▸ Problem to work on
The answer is a number and only a number: how many lines of the data include the string "traits"?

▸ Saved data entries

---

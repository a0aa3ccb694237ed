//! Per-movie aggregates derived from a `RatingDataset`.
//!
//! - `MovieStatsTable`: mean rating and rating count per movie
//! - `MoviePopularity`: rating count per movie, used as an eligibility floor
//!
//! Both are pure functions of the dataset and are rebuilt wholesale, never
//! patched.

use crate::types::*;
use rayon::prelude::*;
use std::collections::HashMap;

/// Mean rating and count for every movie present in a dataset
#[derive(Debug, Clone, Default)]
pub struct MovieStatsTable {
    stats: HashMap<MovieId, MovieStats>,
}

impl MovieStatsTable {
    /// Group ratings by movie and compute mean and count.
    ///
    /// Grouping is sequential so each movie's sum runs in dataset order;
    /// only the per-movie reduction is parallel.
    pub fn compute(dataset: &RatingDataset) -> Self {
        let mut movie_ratings: HashMap<MovieId, Vec<f64>> = HashMap::new();
        for rating in dataset.ratings() {
            movie_ratings
                .entry(rating.movie_id)
                .or_default()
                .push(rating.rating);
        }

        let stats = movie_ratings
            .par_iter()
            .map(|(&movie_id, ratings)| {
                let rating_count = ratings.len() as u32;
                let total: f64 = ratings.iter().sum();
                (
                    movie_id,
                    MovieStats {
                        movie_id,
                        avg_rating: total / rating_count as f64,
                        rating_count,
                    },
                )
            })
            .collect();

        Self { stats }
    }

    pub fn get(&self, movie_id: MovieId) -> Option<&MovieStats> {
        self.stats.get(&movie_id)
    }

    pub fn avg_rating(&self, movie_id: MovieId) -> Option<f64> {
        self.stats.get(&movie_id).map(|s| s.avg_rating)
    }

    pub fn iter(&self) -> impl Iterator<Item = &MovieStats> {
        self.stats.values()
    }

    pub fn len(&self) -> usize {
        self.stats.len()
    }

    pub fn is_empty(&self) -> bool {
        self.stats.is_empty()
    }
}

/// Number of ratings per movie
#[derive(Debug, Clone, Default)]
pub struct MoviePopularity {
    counts: HashMap<MovieId, u32>,
}

impl MoviePopularity {
    pub fn compute(dataset: &RatingDataset) -> Self {
        let mut counts: HashMap<MovieId, u32> = HashMap::new();
        for rating in dataset.ratings() {
            *counts.entry(rating.movie_id).or_insert(0) += 1;
        }
        Self { counts }
    }

    /// Rating count, 0 for a movie nobody rated
    pub fn count(&self, movie_id: MovieId) -> u32 {
        self.counts.get(&movie_id).copied().unwrap_or(0)
    }

    pub fn meets(&self, movie_id: MovieId, min_ratings: u32) -> bool {
        self.count(movie_id) >= min_ratings
    }

    pub fn len(&self) -> usize {
        self.counts.len()
    }

    pub fn is_empty(&self) -> bool {
        self.counts.is_empty()
    }
}

#[cfg(test)]
mod tests {
    use super::*;

    fn dataset() -> RatingDataset {
        RatingDataset::from_ratings(vec![
            Rating::new(1, 10, 4.0, "A"),
            Rating::new(2, 10, 2.0, "A"),
            Rating::new(3, 10, 3.0, "A"),
            Rating::new(1, 20, 5.0, "B"),
        ])
    }

    #[test]
    fn test_movie_stats() {
        let table = MovieStatsTable::compute(&dataset());

        assert_eq!(table.len(), 2);
        let a = table.get(10).unwrap();
        assert_eq!(a.rating_count, 3);
        assert!((a.avg_rating - 3.0).abs() < 1e-12);
        assert_eq!(table.avg_rating(20), Some(5.0));
        assert!(table.get(30).is_none());
    }

    #[test]
    fn test_movie_popularity() {
        let popularity = MoviePopularity::compute(&dataset());

        assert_eq!(popularity.count(10), 3);
        assert_eq!(popularity.count(20), 1);
        assert_eq!(popularity.count(30), 0);
        assert!(popularity.meets(10, 3));
        assert!(!popularity.meets(20, 2));
    }

    #[test]
    fn test_empty_dataset() {
        let empty = RatingDataset::default();
        assert!(MovieStatsTable::compute(&empty).is_empty());
        assert!(MoviePopularity::compute(&empty).is_empty());
    }
}
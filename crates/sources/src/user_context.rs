//! Helper functions to build a UserContext for one request.
//!
//! The two recommenders look at "already watched" from different places:
//! the average path reads the raw dataset, the collaborative path reads the
//! user's matrix row. For a well-formed dataset both give the same set.

use crate::types::UserContext;
use data_loader::{RatingDataset, UserId, UserMovieMatrix};

/// Build a context from the raw dataset.
///
/// A user who never rated anything gets an empty watched set; this is not
/// an error.
pub fn build_user_context(dataset: &RatingDataset, user_id: UserId) -> UserContext {
    let mut context = UserContext::new(user_id);
    context.watched_movies = dataset.watched_movies(user_id);
    context
}

/// Build a context from the user's matrix row.
///
/// Returns `None` when the user has no row, which the collaborative path
/// treats as "nothing to recommend".
pub fn build_matrix_context(matrix: &UserMovieMatrix, user_id: UserId) -> Option<UserContext> {
    if !matrix.contains_user(user_id) {
        return None;
    }

    let mut context = UserContext::new(user_id);
    context.watched_movies = matrix.rated_movies(user_id).into_iter().collect();
    Some(context)
}
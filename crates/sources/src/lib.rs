//! # Sources Crate
//!
//! Candidate generation for movie recommendations.
//!
//! ## Components
//!
//! ### Average Source
//! Non-personalized: every movie scored by its mean rating, carrying its
//! rating count.
//!
//! ### Collaborative Source
//! User-based collaborative filtering:
//! - Pearson similarity between the target and every other user
//! - Positive correlations only, rescaled into [0.5, 1.0]
//! - Top 20 neighbors
//! - Per-movie weighted prediction blended with a bias estimate
//!
//! ## Example Usage
//!
//! ```ignore
//! use sources::{AverageSource, CollaborativeSource, user_context::build_user_context};
//! use std::sync::Arc;
//!
//! let context = build_user_context(&dataset, user_id);
//!
//! let average = AverageSource::new(stats.clone());
//! let collaborative = CollaborativeSource::new(dataset.clone(), matrix.clone(), stats.clone());
//!
//! let popular = average.get_candidates();
//! let personal = collaborative.get_candidates(&context);
//! ```
//!
//! Sources do not filter. Already-watched movies and the popularity floor
//! are removed downstream by the `pipeline` crate.

// Public modules
pub mod types;
pub mod user_context;
pub mod similarity;
pub mod average;
pub mod collaborative;

// Re-export commonly used types
pub use types::{Candidate, CandidateMetadata, CandidateSource, UserContext};
pub use average::AverageSource;
pub use collaborative::CollaborativeSource;
pub use similarity::Neighbor;
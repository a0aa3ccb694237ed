//! Core traits for the filtering pipeline.

use anyhow::Result;
use sources::{Candidate, UserContext};

/// A composable step that removes candidates.
///
/// Filters take ownership of the candidate list and hand back the survivors
/// in their original order. `Send + Sync` lets one pipeline serve concurrent
/// requests.
pub trait Filter: Send + Sync {
    /// Returns the name of this filter (for logging/debugging)
    fn name(&self) -> &str;

    /// Apply this filter to a set of candidates.
    ///
    /// # Arguments
    /// * `candidates` - The candidates to filter (takes ownership)
    /// * `context` - The requesting user's watch history
    fn apply(
        &self,
        candidates: Vec<Candidate>,
        context: &UserContext,
    ) -> Result<Vec<Candidate>>;
}
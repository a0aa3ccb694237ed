//! Filter to remove movies the user has already rated.

use crate::traits::Filter;
use anyhow::Result;
use sources::{Candidate, UserContext};

/// Removes candidates present in `UserContext.watched_movies`.
pub struct AlreadyWatchedFilter;

impl Filter for AlreadyWatchedFilter {
    fn name(&self) -> &str {
        "AlreadyWatchedFilter"
    }

    fn apply(
        &self,
        candidates: Vec<Candidate>,
        context: &UserContext,
    ) -> Result<Vec<Candidate>> {
        Ok(candidates
            .into_iter()
            .filter(|candidate| !context.watched_movies.contains(&candidate.movie_id))
            .collect())
    }
}
//! Candidate and per-request context types shared by the sources and the
//! filter pipeline.

use data_loader::{MovieId, UserId};
use std::collections::HashSet;

/// Which source produced a candidate
#[derive(Debug, Clone, Copy, PartialEq, Eq, Hash)]
pub enum CandidateSource {
    /// Mean rating across all users
    Average,
    /// Similarity-weighted neighbor prediction
    Collaborative,
}

/// Extra evidence attached to a candidate, used for tie-breaks and display
#[derive(Debug, Clone, Copy, Default, PartialEq)]
pub struct CandidateMetadata {
    /// Number of ratings the movie has across the dataset
    pub rating_count: Option<u32>,
    /// Number of neighbors who rated the movie
    pub neighbor_count: Option<usize>,
}

/// A movie proposed for recommendation together with its score
#[derive(Debug, Clone, PartialEq)]
pub struct Candidate {
    pub movie_id: MovieId,
    pub source: CandidateSource,
    pub score: f64,
    pub metadata: CandidateMetadata,
}

impl Candidate {
    pub fn new(movie_id: MovieId, source: CandidateSource, score: f64) -> Self {
        Self {
            movie_id,
            source,
            score,
            metadata: CandidateMetadata::default(),
        }
    }

    pub fn with_rating_count(mut self, count: u32) -> Self {
        self.metadata.rating_count = Some(count);
        self
    }
}

/// What we know about the requesting user for one request
#[derive(Debug, Clone, PartialEq)]
pub struct UserContext {
    pub user_id: UserId,
    /// Movies the user has already rated
    pub watched_movies: HashSet<MovieId>,
}

impl UserContext {
    pub fn new(user_id: UserId) -> Self {
        Self {
            user_id,
            watched_movies: HashSet::new(),
        }
    }
}
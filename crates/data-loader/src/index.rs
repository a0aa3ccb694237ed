//! Building a `RatingDataset` from files.
//!
//! - Parse ratings.csv and movies.csv in parallel
//! - Inner-join ratings with movie titles on movieId
//! - Validate rating values

use crate::error::{DataLoadError, Result};
use crate::parser;
use crate::types::*;
use std::collections::HashMap;
use std::path::Path;
use std::sync::Arc;
use tracing::{info, warn};

impl RatingDataset {
    /// Load `ratings.csv` and `movies.csv` from a directory and join them.
    pub fn load_from_files(data_dir: &Path) -> Result<Self> {
        info!("Loading rating dataset from {:?}", data_dir);

        let ratings_path = data_dir.join("ratings.csv");
        let movies_path = data_dir.join("movies.csv");

        let (records, movies) = rayon::join(
            || parser::parse_ratings(&ratings_path),
            || parser::parse_movies(&movies_path),
        );
        let records = records?;
        let movies = movies?;

        info!(
            "Parsed {} ratings and {} movies",
            records.len(),
            movies.len()
        );

        let dataset = Self::join(records, movies)?;

        let (users, movies, ratings) = dataset.counts();
        info!(
            "Dataset ready: {} users, {} rated movies, {} ratings",
            users, movies, ratings
        );
        Ok(dataset)
    }

    /// Join raw rating records with movie titles on movieId.
    ///
    /// Ratings of movies missing from `movies` are dropped. Every kept rating
    /// is validated before the dataset is built.
    pub fn join(records: Vec<RatingRecord>, movies: Vec<Movie>) -> Result<Self> {
        let titles: HashMap<MovieId, Arc<str>> = movies
            .into_iter()
            .map(|m| (m.id, Arc::from(m.title)))
            .collect();

        let mut ratings = Vec::with_capacity(records.len());
        let mut dropped = 0usize;
        for record in records {
            validate_rating(&record)?;
            match titles.get(&record.movie_id) {
                Some(title) => ratings.push(Rating {
                    user_id: record.user_id,
                    movie_id: record.movie_id,
                    rating: record.rating,
                    title: Arc::clone(title),
                }),
                None => dropped += 1,
            }
        }

        if dropped > 0 {
            warn!("Dropped {} ratings with no matching movie title", dropped);
        }

        Ok(Self::from_ratings(ratings))
    }

    /// Check every rating already in the dataset.
    ///
    /// Datasets built with `from_ratings` skip the checks `join` makes, so
    /// anything deriving a matrix from them must call this first.
    pub fn validate(&self) -> Result<()> {
        for rating in &self.ratings {
            if check_value(rating.rating).is_err() {
                return Err(DataLoadError::ValidationError(format!(
                    "user {} rated movie {} with {}, expected a value in (0, {}]",
                    rating.user_id, rating.movie_id, rating.rating, MAX_RATING
                )));
            }
        }
        Ok(())
    }
}

fn validate_rating(record: &RatingRecord) -> Result<()> {
    check_value(record.rating)
}

/// Ratings must be finite and in (0, MAX_RATING]. Zero is reserved as the
/// "not rated" sentinel in the user-movie matrix.
fn check_value(value: f64) -> Result<()> {
    if !value.is_finite() || value <= 0.0 || value > MAX_RATING {
        return Err(DataLoadError::InvalidValue {
            field: "rating".to_string(),
            value: value.to_string(),
        });
    }
    Ok(())
}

---

▸ Finished exercise
2